There are, though, members of the Court who want to revisit the issue. Arguing for a
decision on the merits, Justice Thomas Saylor issued a 39-page dissent, in which
Chief Justice Ronald Castille joined. Moreover, at oral argument, Justice Baer
inquired whether the court had taken the wrong case to decide the issue and
remarked that it would have to decide the issue some day.

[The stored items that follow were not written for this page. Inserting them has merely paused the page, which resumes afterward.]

//! Fact extraction: turn a block of free text into candidate key/value facts.
//!
//! Four independent rules run over the same text, in order:
//!
//! 1. **Equations**: `left = right`, both sides normalized
//! 2. **Copula**: `X is Y` → `FACT_X`
//! 3. **Quantity**: `X has|contains N` → `X_has` / `X_contains`
//! 4. **Definitions**: sentences with a trigger word → `DEF_<prefix>`
//!
//! Their outputs are merged into one ordered mapping. A later rule only
//! replaces an earlier value when the key strings are identical; the key
//! keeps its first position.

pub mod rules;
pub mod sentence;

use std::collections::HashSet;

use indexmap::IndexMap;
use serde::{Deserialize, Serialize};

use crate::config::ConcordConfig;
use crate::normalize::Normalizer;

/// Extracted facts, in discovery order.
pub type Facts = IndexMap<String, String>;

/// Key prefix of copula (attribute) facts.
pub const ATTRIBUTE_PREFIX: &str = "FACT_";
/// Key prefix of definition facts.
pub const DEFINITION_PREFIX: &str = "DEF_";

/// Which rule family a key belongs to.
#[derive(Debug, Clone, Copy, PartialEq, Eq, Hash, Serialize, Deserialize)]
pub enum FactFamily {
    Equation,
    Attribute,
    Quantity,
    Definition,
}

impl FactFamily {
    /// Classify a key by its shape.
    ///
    /// Keys are plain strings, so an equation whose left side happens to
    /// look like `word_has` classifies as a quantity. Only used for display.
    pub fn of_key(key: &str) -> Self {
        if key.starts_with(ATTRIBUTE_PREFIX) {
            Self::Attribute
        } else if key.starts_with(DEFINITION_PREFIX) {
            Self::Definition
        } else if key.ends_with("_has") || key.ends_with("_contains") {
            Self::Quantity
        } else {
            Self::Equation
        }
    }
}

impl std::fmt::Display for FactFamily {
    fn fmt(&self, f: &mut std::fmt::Formatter<'_>) -> std::fmt::Result {
        match self {
            Self::Equation => write!(f, "equation"),
            Self::Attribute => write!(f, "attribute"),
            Self::Quantity => write!(f, "quantity"),
            Self::Definition => write!(f, "definition"),
        }
    }
}

/// Human-friendly rendering of a key: family prefix stripped, underscores
/// replaced with spaces.
pub fn readable_key(key: &str) -> String {
    let stripped = key
        .strip_prefix(ATTRIBUTE_PREFIX)
        .or_else(|| key.strip_prefix(DEFINITION_PREFIX))
        .unwrap_or(key);
    stripped.replace('_', " ").trim().to_string()
}

/// Configured fact extractor.
pub struct Extractor {
    normalizer: Normalizer,
    triggers: HashSet<String>,
    definition_key_chars: usize,
}

impl Default for Extractor {
    fn default() -> Self {
        Self::new(&ConcordConfig::default())
    }
}

impl Extractor {
    pub fn new(config: &ConcordConfig) -> Self {
        Self {
            normalizer: Normalizer::new(config.normalizer.clone()),
            triggers: config
                .trigger_words
                .iter()
                .map(|w| w.to_lowercase())
                .collect(),
            definition_key_chars: config.definition_key_chars,
        }
    }

    pub fn normalizer(&self) -> &Normalizer {
        &self.normalizer
    }

    /// Apply all four rules to `text` and merge their results.
    pub fn extract(&self, text: &str) -> Facts {
        let mut facts = rules::equation_facts(text, &self.normalizer);
        facts.extend(rules::copula_facts(text));
        facts.extend(rules::quantity_facts(text));
        facts.extend(rules::definition_facts(
            text,
            &self.triggers,
            self.definition_key_chars,
        ));
        facts
    }
}

/// Extract with the default configuration.
pub fn extract(text: &str) -> Facts {
    Extractor::default().extract(text)
}
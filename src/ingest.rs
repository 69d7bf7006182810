//! Document ingestion: rows of text into the knowledge base.
//!
//! Each document contributes one text column, chosen from the configured
//! candidates in priority order. Every non-empty cell of that column is
//! extracted and merged with the document name as provenance. Documents
//! without any candidate column are skipped with a [`SkipDiagnostic`];
//! they never abort a batch.

use std::path::Path;

use serde::Serialize;

use crate::config::ConcordConfig;
use crate::document::Document;
use crate::error::ConcordResult;
use crate::extract::Extractor;
use crate::store::{ConflictRecord, KnowledgeBase, MergeOutcome};

/// Why a document contributed nothing.
#[derive(Debug, Clone, PartialEq, Eq, Serialize)]
pub struct SkipDiagnostic {
    pub document: String,
    /// The columns the document did have.
    pub columns: Vec<String>,
    /// The columns that were looked for.
    pub expected: Vec<String>,
}

impl std::fmt::Display for SkipDiagnostic {
    fn fmt(&self, f: &mut std::fmt::Formatter<'_>) -> std::fmt::Result {
        write!(
            f,
            "{} has no text column (expected one of: {}; found: {})",
            self.document,
            self.expected.join(", "),
            if self.columns.is_empty() {
                "none".to_string()
            } else {
                self.columns.join(", ")
            }
        )
    }
}

/// Counters for one ingested document.
#[derive(Debug, Clone, Default, PartialEq, Eq, Serialize)]
pub struct IngestStats {
    pub document: String,
    pub text_column: String,
    pub rows_processed: usize,
    pub rows_skipped: usize,
    pub facts_extracted: usize,
    pub new_facts: usize,
    /// Facts that repeated the value already stored.
    pub restated_facts: usize,
    pub conflicts: usize,
}

#[derive(Debug, Clone, PartialEq, Eq, Serialize)]
#[serde(tag = "status", rename_all = "snake_case")]
pub enum IngestOutcome {
    Ingested(IngestStats),
    Skipped(SkipDiagnostic),
}

impl IngestOutcome {
    pub fn stats(&self) -> Option<&IngestStats> {
        match self {
            Self::Ingested(stats) => Some(stats),
            Self::Skipped(_) => None,
        }
    }

    pub fn skip(&self) -> Option<&SkipDiagnostic> {
        match self {
            Self::Skipped(diag) => Some(diag),
            Self::Ingested(_) => None,
        }
    }
}

/// Per-document outcomes of one batch, in ingestion order.
#[derive(Debug, Clone, Default, PartialEq, Eq, Serialize)]
pub struct BatchReport {
    pub outcomes: Vec<IngestOutcome>,
}

impl BatchReport {
    pub fn skipped(&self) -> impl Iterator<Item = &SkipDiagnostic> {
        self.outcomes.iter().filter_map(IngestOutcome::skip)
    }

    pub fn ingested(&self) -> impl Iterator<Item = &IngestStats> {
        self.outcomes.iter().filter_map(IngestOutcome::stats)
    }

    /// Conflict merges across the batch. A key that conflicts repeatedly
    /// counts each time; the store keeps only the latest record.
    pub fn conflict_events(&self) -> usize {
        self.ingested().map(|s| s.conflicts).sum()
    }

    pub fn has_conflicts(&self) -> bool {
        self.conflict_events() > 0
    }
}

/// Drives extraction and merging for whole documents.
pub struct Ingestor {
    extractor: Extractor,
    text_columns: Vec<String>,
}

impl Default for Ingestor {
    fn default() -> Self {
        Self::new(&ConcordConfig::default())
    }
}

impl Ingestor {
    pub fn new(config: &ConcordConfig) -> Self {
        Self {
            extractor: Extractor::new(config),
            text_columns: config.text_columns.clone(),
        }
    }

    pub fn extractor(&self) -> &Extractor {
        &self.extractor
    }

    /// First configured candidate that the document actually has.
    pub fn resolve_text_column<'a>(&'a self, doc: &Document) -> Option<&'a str> {
        self.text_columns
            .iter()
            .map(String::as_str)
            .find(|candidate| doc.has_column(candidate))
    }

    /// Ingest one document into `kb`.
    pub fn ingest(&self, kb: &mut KnowledgeBase, doc: &Document) -> IngestOutcome {
        let Some(column) = self.resolve_text_column(doc) else {
            let diag = SkipDiagnostic {
                document: doc.name.clone(),
                columns: doc.columns.clone(),
                expected: self.text_columns.clone(),
            };
            tracing::warn!(
                document = %doc.name,
                columns = ?doc.columns,
                "no text column, skipping document"
            );
            return IngestOutcome::Skipped(diag);
        };

        let mut stats = IngestStats {
            document: doc.name.clone(),
            text_column: column.to_string(),
            ..Default::default()
        };

        let mut merged = MergeOutcome::default();
        for row in &doc.rows {
            let text = match row.get(column) {
                Some(text) if !text.is_empty() => text,
                _ => {
                    stats.rows_skipped += 1;
                    continue;
                }
            };

            let facts = self.extractor.extract(text);
            merged.absorb(kb.merge(&doc.name, text, &facts));

            stats.rows_processed += 1;
            stats.facts_extracted += facts.len();
        }
        stats.new_facts = merged.inserted;
        stats.restated_facts = merged.restated;
        stats.conflicts = merged.conflicts;

        tracing::info!(
            document = %doc.name,
            column,
            rows = stats.rows_processed,
            skipped = stats.rows_skipped,
            facts = stats.facts_extracted,
            new = stats.new_facts,
            restated = stats.restated_facts,
            conflicts = stats.conflicts,
            "ingested document"
        );

        IngestOutcome::Ingested(stats)
    }

    /// Reset `kb` and ingest `docs` strictly in order.
    pub fn run_batch(&self, kb: &mut KnowledgeBase, docs: &[Document]) -> BatchReport {
        kb.reset();

        let outcomes: Vec<IngestOutcome> = docs.iter().map(|doc| self.ingest(kb, doc)).collect();
        let report = BatchReport { outcomes };

        tracing::info!(
            documents = docs.len(),
            skipped = report.skipped().count(),
            facts = kb.len(),
            conflicts = kb.conflict_log().len(),
            "batch complete"
        );

        report
    }

    /// Load CSV files and run them as one batch, in the order given.
    ///
    /// Every file is read before `kb` is touched, so an unreadable or
    /// malformed file leaves the store as it was.
    pub fn run_files<P: AsRef<Path>>(
        &self,
        kb: &mut KnowledgeBase,
        paths: &[P],
    ) -> ConcordResult<BatchReport> {
        let docs = paths
            .iter()
            .map(|path| Document::from_csv_path(path.as_ref()))
            .collect::<Result<Vec<_>, _>>()?;
        Ok(self.run_batch(kb, &docs))
    }
}

/// Conflict summary lines for display, one per live record.
pub fn conflict_summaries(kb: &KnowledgeBase) -> Vec<String> {
    kb.conflicts().map(ConflictRecord::summary).collect()
}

The case, Bugosh v. I.U. North America, is a products-liability action for injuries
claimed from exposure to asbestos-containing products. The Pennsylvania Supreme
Court took up the appeal last year to consider whether to adopt section 2 of the
Restatement (Third) of Torts: Products Liability and to abandon in whole or in part
section 402A of the Restatement (Second) of Torts. Under the proposed standard,
plaintiffs could have been required to prove that defendants acted unreasonably in
designing the product or by providing inadequate warnings and instructions, rather
than simply to prove that the product had a defect, the defective product caused the
injury and that the defect existed when the product left the manufacturer, the test
currently used.
Pennsylvania law – which for decades has followed section 402A – imposes liability
on manufacturers, retailers and distributors for injuries caused by products with
manufacturing defects, design defects and defects based on inadequate warnings and
instructions, regardless of whether the defendants acted reasonably in the preparation
and sale of the product. In fact, Pennsylvania courts have repeatedly stated that
“negligence concepts have no place in a case based on strict liability.” See, e.g.,
Phillips v. Cricket Lighters, 841 A.2d 1000, 1006 (Pa. 2003) (plurality op.). Thus,
using strict-liability principles, Pennsylvania courts place “the product itself . . . on
trial, and not the manufacturer’s conduct.” Id. (citation omitted).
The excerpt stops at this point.